[Stored data entries]
------------------------------------------------------------------------

// ============================================================
// Layer 3 — Domain Errors
// ============================================================
// Every failure the modeling pipeline can raise. None of them
// are retried: the run is an offline batch job, so each one
// surfaces to main() and halts the program.
//
// The application and CLI layers work in anyhow::Result;
// CharModelError implements std::error::Error (via thiserror)
// so `?` converts it automatically at that boundary.
//
// Reference: Rust Book §9 (Recoverable Errors with Result)

use thiserror::Error;

#[derive(Debug, Error, Clone, PartialEq)]
pub enum CharModelError {
    /// No usable text was left after cleaning the corpus
    #[error("corpus is empty after preprocessing")]
    EmptyCorpus,

    /// A character that the vocabulary was not built from
    #[error("unknown symbol {0:?}: not in the vocabulary")]
    UnknownSymbol(char),

    /// An index outside `0..vocab_size` was handed to a predictor or decoder
    #[error("unknown symbol index {index}: vocabulary has {vocab_size} symbols")]
    UnknownIndex { index: usize, vocab_size: usize },

    /// A model produced a NaN or infinite value
    #[error("numeric instability during {stage}: model produced a non-finite value")]
    NumericInstability { stage: &'static str },

    /// A window whose length differs from the configured seq_len
    #[error("window length mismatch: expected {expected}, got {got}")]
    ShapeMismatch { expected: usize, got: usize },

    /// Seeding generation needs at least one training window
    #[error("dataset has no windows: corpus must be longer than seq_len")]
    EmptyDataset,

    #[error("invalid configuration: {0}")]
    InvalidConfig(String),

    /// Reading a tensor back from the backend failed
    #[error("tensor backend error: {0}")]
    Backend(String),

    /// Progress output could not be written
    #[error("output error: {0}")]
    Output(String),
}

impl From<std::io::Error> for CharModelError {
    fn from(e: std::io::Error) -> Self {
        CharModelError::Output(e.to_string())
    }
}

pub type Result<T> = std::result::Result<T, CharModelError>;

/// Fail with `NumericInstability` if any value is NaN or infinite.
pub fn ensure_finite<I>(values: I, stage: &'static str) -> Result<()>
where
    I: IntoIterator<Item = f64>,
{
    if values.into_iter().all(f64::is_finite) {
        Ok(())
    } else {
        Err(CharModelError::NumericInstability { stage })
    }
}
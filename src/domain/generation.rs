// ============================================================
// Layer 3 — Autoregressive Generation State
// ============================================================
// The rolling input window used while sampling from a model.
//
//   seed:   [t h e   c a t]        (copied from the dataset)
//   step 1: predict 's' → [h e   c a t s]
//   step 2: predict ' ' → [e   c a t s  ]
//
// The oldest index is dropped and the prediction appended,
// so the window length never changes.

use std::collections::VecDeque;

use crate::domain::error::{CharModelError, Result};

#[derive(Debug, Clone)]
pub struct GenerationState {
    window: VecDeque<usize>,
}

impl GenerationState {
    /// Start from a copy of one dataset window
    pub fn seed(window: &[usize]) -> Result<Self> {
        if window.is_empty() {
            return Err(CharModelError::ShapeMismatch { expected: 1, got: 0 });
        }
        Ok(Self { window: window.iter().copied().collect() })
    }

    /// Current window, oldest index first
    pub fn window(&self) -> Vec<usize> {
        self.window.iter().copied().collect()
    }

    pub fn len(&self) -> usize {
        self.window.len()
    }

    /// Drop the oldest index and append `next`
    pub fn slide(&mut self, next: usize) {
        self.window.pop_front();
        self.window.push_back(next);
    }
}

/// What one outer iteration produced for one model
#[derive(Debug, Clone, PartialEq)]
pub struct IterationReport {
    pub model:     String,
    pub iteration: usize,
    pub loss:      f64,
    /// The dataset window generation started from
    pub seed:      String,
    /// Exactly `preds_per_iteration` generated characters
    pub generated: String,
}

/// Index of the largest probability. Ties go to the lowest index;
/// an empty slice gives None.
pub fn argmax(probs: &[f32]) -> Option<usize> {
    let mut best: Option<(usize, f32)> = None;
    for (i, &p) in probs.iter().enumerate() {
        match best {
            Some((_, b)) if p <= b => {}
            _ => best = Some((i, p)),
        }
    }
    best.map(|(i, _)| i)
}
use burn::{
    nn::{Embedding, EmbeddingConfig},
    prelude::*,
};

#[derive(Config, Debug)]
pub struct PositionalTokenEmbeddingConfig {
    pub vocab_size: usize,
    /// Number of positions the position table covers
    pub seq_len:    usize,
    pub embed_dim:  usize,
}

impl PositionalTokenEmbeddingConfig {
    pub fn init<B: Backend>(&self, device: &B::Device) -> PositionalTokenEmbedding<B> {
        PositionalTokenEmbedding {
            token_embedding:    EmbeddingConfig::new(self.vocab_size, self.embed_dim).init(device),
            position_embedding: EmbeddingConfig::new(self.seq_len, self.embed_dim).init(device),
        }
    }
}

/// Learned token vector + learned position vector, summed elementwise.
#[derive(Module, Debug)]
pub struct PositionalTokenEmbedding<B: Backend> {
    pub token_embedding:    Embedding<B>,
    pub position_embedding: Embedding<B>,
}

impl<B: Backend> PositionalTokenEmbedding<B> {
    /// windows: [batch, seq_len] → [batch, seq_len, embed_dim]
    pub fn forward(&self, windows: Tensor<B, 2, Int>) -> Tensor<B, 3> {
        let [batch_size, seq_len] = windows.dims();

        let tok_emb = self.token_embedding.forward(windows);

        // Self-attention is permutation-invariant, so position must be injected explicitly.
        let positions = Tensor::<B, 1, Int>::arange(0..seq_len as i64, &tok_emb.device())
            .unsqueeze::<2>()
            .expand([batch_size, seq_len]);
        let pos_emb = self.position_embedding.forward(positions);

        tok_emb + pos_emb
    }
}
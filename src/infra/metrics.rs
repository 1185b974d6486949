// ============================================================
// Layer 6 — Loss Logger
// ============================================================
// Writes the per-model loss histories to disk once a run is
// over, for plotting outside this program.
//
// Two files in the output directory:
//
//   loss_history.csv   one row per (model, iteration)
//     model,iteration,loss
//     SimpleRNN,0,2.981234
//     SimpleRNN,1,2.504410
//     GRU,0,3.012871
//     ...
//
//   loss_history.json  the run configuration plus every history
//     { "config": {...}, "histories": [{ "model": ..., "losses": [...] }] }
//
// Both files are rewritten on every run.
//
// Reference: Rust Book §9 (Error Handling)
//            Rust Book §12 (I/O and File Handling)

use anyhow::{Context, Result};
use serde::Serialize;
use std::{
    fs,
    io::{BufWriter, Write},
    path::{Path, PathBuf},
};

use crate::domain::loss_history::LossHistory;

pub const CSV_FILE:  &str = "loss_history.csv";
pub const JSON_FILE: &str = "loss_history.json";

#[derive(Serialize)]
struct RunReport<'a, C: Serialize> {
    config:    &'a C,
    histories: &'a [LossHistory],
}

pub struct LossLogger {
    dir: PathBuf,
}

impl LossLogger {
    /// Create the output directory if it does not exist yet
    pub fn new(dir: impl Into<PathBuf>) -> Result<Self> {
        let dir = dir.into();
        fs::create_dir_all(&dir)
            .with_context(|| format!("Failed to create output directory '{}'", dir.display()))?;
        Ok(Self { dir })
    }

    pub fn csv_path(&self) -> PathBuf {
        self.dir.join(CSV_FILE)
    }

    pub fn json_path(&self) -> PathBuf {
        self.dir.join(JSON_FILE)
    }

    /// Write both files for a finished run
    pub fn write<C: Serialize>(&self, config: &C, histories: &[LossHistory]) -> Result<()> {
        self.write_csv(histories)?;
        self.write_json(config, histories)?;
        tracing::info!(
            "Loss histories written to '{}' and '{}'",
            self.csv_path().display(),
            self.json_path().display()
        );
        Ok(())
    }

    fn write_csv(&self, histories: &[LossHistory]) -> Result<()> {
        let path = self.csv_path();
        let mut f = BufWriter::new(create(&path)?);

        writeln!(f, "model,iteration,loss")?;
        for h in histories {
            for (iteration, loss) in h.losses().iter().enumerate() {
                writeln!(f, "{},{},{:.6}", h.model, iteration, loss)?;
            }
        }
        f.flush()?;

        tracing::debug!("Wrote CSV: '{}'", path.display());
        Ok(())
    }

    fn write_json<C: Serialize>(&self, config: &C, histories: &[LossHistory]) -> Result<()> {
        let path   = self.json_path();
        let report = RunReport { config, histories };
        let json   = serde_json::to_string_pretty(&report)?;
        fs::write(&path, json)
            .with_context(|| format!("Failed to write '{}'", path.display()))?;

        tracing::debug!("Wrote JSON: '{}'", path.display());
        Ok(())
    }
}

fn create(path: &Path) -> Result<fs::File> {
    fs::File::create(path).with_context(|| format!("Failed to create '{}'", path.display()))
}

------------------------------------------------------------------------

## WORK REQUEST
From the data above, return every line from the line that has "no windows: corpus" up to and including the line that has "pub type Result<T>", exactly.

## TASK RESULT
    #[error("dataset has no windows: corpus must be longer than seq_len")]
    EmptyDataset,

    #[error("invalid configuration: {0}")]
    InvalidConfig(String),

    /// Reading a tensor back from the backend failed
    #[error("tensor backend error: {0}")]
    Backend(String),

    /// Progress output could not be written
    #[error("output error: {0}")]
    Output(String),
}

impl From<std::io::Error> for CharModelError {
    fn from(e: std::io::Error) -> Self {
        CharModelError::Output(e.to_string())
    }
}

pub type Result<T> = std::result::Result<T, CharModelError>;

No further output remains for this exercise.